Charlie Kravetz (cjkgeek) wrote :

Thanks for reporting this bug and any supporting documentation. Since this bug has enough information provided for a developer to begin work, I'm going to mark it as confirmed and let them handle it from here. Thanks for taking the time to make Ubuntu better!

Changed in linux (Ubuntu):
importance: Undecided → Medium
status: Incomplete → Triaged
tags: added: regression-release
Revision history for this message
Jakub Grzeszczuk (jakub-grzeszczuk) wrote :

So, just so I can know... Can I be counting on it, that soon I could be using 11.04 with it's full potential, OR... I can more expect the bug to be fixed in 11.10?

Hope to get an answer soon, Kuba

Revision history for this message
Jakub Grzeszczuk (jakub-grzeszczuk) wrote :

Hello? I would really love to know just what is going on...

Also, if it does let You know about anything- the same error appears on the new Fedora 15 (didn't show up on F14)- I hope it can lead us somewhere...

Revision history for this message
Jakub Grzeszczuk (jakub-grzeszczuk) wrote :

Please, really... It is very important that I could use the system I love to it's full potential. Can't anyone help me? :(

Revision history for this message
Jakub Grzeszczuk (jakub-grzeszczuk) wrote :

Also- suspend and hibernate options work properly.

Revision history for this message
Daniel Manrique (roadmr) wrote :

Hi Jakub,

We are sorry that we do not always have the capacity to work on all triaged bugs as soon as we would like. This bug is in triaged status, this means that it stands the best chance of being looked at by developers, however I am unable to provide an estimate of when this might happen.

For now, I can suggest a possible workaround that involves using the previous, known-good Maverick kernel (2.6.35).

For this, you should create a file /etc/apt/sources.list.d/maverick.list containing these two lines:

deb http://us.archive.ubuntu.com/ubuntu/ maverick main restricted
deb http://us.archive.ubuntu.com/ubuntu/ maverick-updates main restricted

(you might want to substitute "us" for the identifier of a mirror closer to you).

Then run these commands:

sudo apt-get update
sudo apt-get install linux-image-2.6.35-28-generic

When your system is booting, press the left shift key to get the grub menu and select the kernel you want to boot. Please test that everything works as expected, then you could potentially configure the system to boot the Maverick kernel by default, however I'd appreciate if you could test new Natty kernels as they come out, and let me know if one of them solves your problem.

I'll continue to keep an eye on this bug's progress, hopefully we'll get it looked at soon.

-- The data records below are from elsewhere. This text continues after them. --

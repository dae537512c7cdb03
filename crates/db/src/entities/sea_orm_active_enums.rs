//! Active enums mapped to Postgres enum types.

use hesab_core::billing::{RateType, TaxType};
use sea_orm::entity::prelude::*;
use serde::{Deserialize, Serialize};

/// Billing rate kind (`rate_type` Postgres enum).
#[derive(Debug, Clone, PartialEq, Eq, EnumIter, DeriveActiveEnum, Serialize, Deserialize)]
#[sea_orm(rs_type = "String", db_type = "Enum", enum_name = "rate_type")]
pub enum DbRateType {
    /// Per kg per day storage rate.
    #[sea_orm(string_value = "daily")]
    Daily,
    /// Flat rate for a storage season.
    #[sea_orm(string_value = "seasonal")]
    Seasonal,
    /// Per calendar month rate.
    #[sea_orm(string_value = "monthly")]
    Monthly,
    /// Loading/unloading charge rate.
    #[sea_orm(string_value = "loading")]
    Loading,
}

/// Tax kind (`tax_type` Postgres enum).
#[derive(Debug, Clone, PartialEq, Eq, EnumIter, DeriveActiveEnum, Serialize, Deserialize)]
#[sea_orm(rs_type = "String", db_type = "Enum", enum_name = "tax_type")]
pub enum DbTaxType {
    /// Goods and services tax.
    #[sea_orm(string_value = "gst")]
    Gst,
    /// Withholding tax.
    #[sea_orm(string_value = "withholding")]
    Withholding,
}

impl From<DbRateType> for RateType {
    fn from(value: DbRateType) -> Self {
        match value {
            DbRateType::Daily => Self::Daily,
            DbRateType::Seasonal => Self::Seasonal,
            DbRateType::Monthly => Self::Monthly,
            DbRateType::Loading => Self::Loading,
        }
    }
}

impl From<RateType> for DbRateType {
    fn from(value: RateType) -> Self {
        match value {
            RateType::Daily => Self::Daily,
            RateType::Seasonal => Self::Seasonal,
            RateType::Monthly => Self::Monthly,
            RateType::Loading => Self::Loading,
        }
    }
}

impl From<DbTaxType> for TaxType {
    fn from(value: DbTaxType) -> Self {
        match value {
            DbTaxType::Gst => Self::Gst,
            DbTaxType::Withholding => Self::Withholding,
        }
    }
}

impl From<TaxType> for DbTaxType {
    fn from(value: TaxType) -> Self {
        match value {
            TaxType::Gst => Self::Gst,
            TaxType::Withholding => Self::Withholding,
        }
    }
}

In the meanwhile I hope the proposed workaround helps with your system's behavior.

Thanks!

---
Ubuntu Bug Squad volunteer triager
http://wiki.ubuntu.com/BugSquad

Revision history for this message
Jakub Grzeszczuk (jakub-grzeszczuk) wrote :

First of all- a BIG thank You!

You see- this is all I needed- someone to tell me what "triaged" means (I am not a native english speaker), and second of all- just give me a hint what is happening with my report right now ;)

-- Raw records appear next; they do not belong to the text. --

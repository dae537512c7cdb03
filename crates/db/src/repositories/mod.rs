//! Repository modules for database access.

pub mod cost_center;
pub mod fiscal;
pub mod rates;

pub use cost_center::{
    CostCenterError, CostCenterRepository, CreateCostCenterInput, UpdateCostCenterInput,
};
pub use fiscal::{CreateFiscalYearInput, FiscalError, FiscalRepository, FiscalYearWithPeriods};
pub use rates::{
    CreateBillingRateInput, CreateTaxRateInput, RateError, RateRepository, StorageBillingRequest,
};
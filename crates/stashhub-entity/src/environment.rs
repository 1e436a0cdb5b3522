//! Environment entity model.

use chrono::{DateTime, Utc};
use serde::{Deserialize, Serialize};
use sqlx::FromRow;

use stashhub_core::types::{EnvironmentId, UserId};

/// A named, shareable workspace owned by one user.
#[derive(Debug, Clone, Serialize, Deserialize, FromRow)]
pub struct Environment {
    /// Unique environment identifier.
    pub id: EnvironmentId,
    /// Environment name.
    pub name: String,
    /// The owning user.
    pub owner_id: UserId,
    /// When the environment was created.
    pub created_at: DateTime<Utc>,
}

/// Data required to create a new environment.
#[derive(Debug, Clone, Serialize, Deserialize)]
pub struct CreateEnvironment {
    /// Environment name.
    pub name: String,
    /// The owning user.
    pub owner_id: UserId,
}
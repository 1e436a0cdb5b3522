//! # stashhub-service
//!
//! Business logic for the StashHub sync core. Each service orchestrates
//! repositories, the shared inventory cache, and the session identity to
//! implement application-level use cases.
//!
//! Services follow constructor injection: all dependencies are provided
//! at construction time via `Arc` references.

pub mod activity;
pub mod environment;
pub mod inventory;
pub mod notification;
pub mod reconcile;
pub mod search;
pub mod session;
pub mod share;

pub use activity::{ActivityLogger, ActorNameCache};
pub use environment::EnvironmentService;
pub use inventory::{CachedContainer, InventoryCache, InventoryService};
pub use notification::NotificationService;
pub use reconcile::{ReconcileScope, Reconciler, ReconcilerHandle};
pub use search::{SearchHit, SearchMode, SearchService};
pub use share::{InviteOutcome, ShareService};
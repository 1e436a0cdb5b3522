//! Repository traits and their PostgreSQL implementations.
//!
//! One trait per remote table, mirroring the filtered CRUD surface the
//! synchronization core needs. Every call returns `AppResult`, so remote
//! failures surface as `Database` errors and never panic. A unique-index
//! violation from a concurrent writer (the documented check-then-insert
//! race) surfaces as `Duplicate`.

pub mod activity;
pub mod container;
pub mod environment;
pub mod item;
pub mod notification;
pub mod profile;
pub mod share;

pub use activity::{ActivityLogRepository, PgActivityLogRepository};
pub use container::{ContainerRepository, PgContainerRepository};
pub use environment::{EnvironmentRepository, PgEnvironmentRepository};
pub use item::{ItemRepository, PgItemRepository};
pub use notification::{NotificationRepository, PgNotificationRepository};
pub use profile::{PgProfileRepository, ProfileRepository};
pub use share::{PgShareRepository, ShareRepository};

use stashhub_core::error::{AppError, ErrorKind};

/// PostgreSQL unique-violation SQLSTATE.
const UNIQUE_VIOLATION: &str = "23505";

/// Map an sqlx error into an [`AppError`], classifying unique-index
/// violations as `Duplicate` and everything else as `Database`.
pub(crate) fn map_db_err(message: &'static str) -> impl FnOnce(sqlx::Error) -> AppError {
    move |e| {
        let duplicate = matches!(
            &e,
            sqlx::Error::Database(db) if db.code().as_deref() == Some(UNIQUE_VIOLATION)
        );
        let kind = if duplicate {
            ErrorKind::Duplicate
        } else {
            ErrorKind::Database
        };
        AppError::with_source(kind, message, e)
    }
}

I am more than happy to know, that the priority is that high actually.

More to tell You- tested the newest kernel from natty-proposed repository and the freshest mainline kernel- the bug still existed (just giving U info, if it helps).

Cheers and once more I am sooo glad to just hear from You (I got sort of left down when my question on that bug turned to "inactive").

Thank You once more,

greetings from Poland,

Kuba.

Revision history for this message
Jakub Grzeszczuk (jakub-grzeszczuk) wrote :

Dear Daniel,

the older Maverick Kernel does the trick- most of all works, the BUG above is fixed- Ubuntu restarts normally, BUT...

what lacks is wireless- I can see wireless networks, but I cannot connect with them (on 2.6.38-10 I can connect normally). however mobile internet connecion works just fine- using it right now.

Any suggestions from You what could fix my wi-fi connectivity on the older kernel?

Cheers, Kuba.

Revision history for this message
Brendan McLearie (bren-internode) wrote :

Also experiencing similar here. Asus Z7S dual Quad Xeons. Server kernel 35-28 no problem at all. upgrade to 38-8 with Ubuntu 11.04 and am in disaster zone.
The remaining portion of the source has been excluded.